Day by day, their numbers grew: On the first day of their weeklong push, Sept. 28, they registered nine voters. On the second day, students were already waiting for the volunteers outside Fondren when they arrived to set up their table.
And on the final day, Oct. 5, they registered 66 people in only three hours — another record for the Fondren team.
“We were standing on the shoulders of giants,” Xiong said.
'Passion is contagious'
Among many others, Xiong credited Elizabeth Vann, the CCL’s director of programs and partnerships, with establishing the campuswide RICEngaged group in 2016 that provided support and connections for such events as voter registration drives.
Rice President David Leebron continually encouraged the Rice community to register, she said. Director of university relations Greg Marshall and vice provost and university librarian Sara Lowman provided timely guidance to keep the events in compliance with the university policies and CDC guidelines. And Sara Lowman supported her staff pitching in on multiple levels, whether helping with social media or sharing resources -- like the giant printers in Fondren’s Digital Media Commons.
“That continuous administrative support from top to bottom, that's one of the key factors for success,” Xiong said. “We were not alone. Passion is contagious.”
Among other accomplishments, Fondren’s volunteers registered students and staff, answered questions for those new to voting in Harris County, those wanting to cast absentee votes and international students, helped to update addresses and hand-delivered completed registration forms not only for their own drive but also for others.
They also made sure voters had all the information they needed, from printed sample ballots — available for free upon request at the library’s circulation desk — to what to do if you cannot reasonably attain one of the seven forms of voter ID accepted in the state of Texas (bottom line: you can still vote).
“With the pandemic, there are so many things that have changed around voting in the 2020 election,” Thomas said. “And of course, everyone's very excited to hear about Rice Stadium being a polling location this year, and we were really happy to share that news.”

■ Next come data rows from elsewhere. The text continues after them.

//! Toasts
//!
//! Success and error notices raised through `GlobalState`. They dismiss
//! themselves after a few seconds or on click.

use leptos::*;

use crate::state::use_global_state;

#[component]
pub fn Toast() -> impl IntoView {
    let state = use_global_state();
    let success = state.success;
    let error = state.error;

    view! {
        <div class="fixed bottom-20 right-4 z-50 flex flex-col gap-2" aria-live="polite">
            {move || error.get().map(|text| view! {
                <Notice text=text alert=true on_dismiss=move || error.set(None) />
            })}
            {move || success.get().map(|text| view! {
                <Notice text=text alert=false on_dismiss=move || success.set(None) />
            })}
        </div>
    }
}

#[component]
fn Notice<F>(text: String, alert: bool, on_dismiss: F) -> impl IntoView
where
    F: Fn() + 'static,
{
    let class = if alert {
        "bg-red-600 text-white"
    } else {
        "bg-green-600 text-white"
    };

    view! {
        <button
            role=if alert { "alert" } else { "status" }
            on:click=move |_| on_dismiss()
            class=format!("text-left px-4 py-3 rounded-lg shadow-lg text-sm animate-slide-in {}", class)
        >
            {text}
        </button>
    }
}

And the assistance didn’t end with Fondren’s voter registration drive: The librarians emphasized they’re always available to answer questions or help locate resources, whether it’s a League of Women Voters guide or directions to the RiceVotes portal.
Xiong and Thomas are still answering questions about the voting process through firstname.lastname@example.org as well as Fondren’s FAQ page. Fondren Library has also set up 2020 voting and election information boards at each library entrance.
“As librarians, it's a natural fit to provide impartial, accurate information,” Thomas said. “That's our wheelhouse. That's what we do.”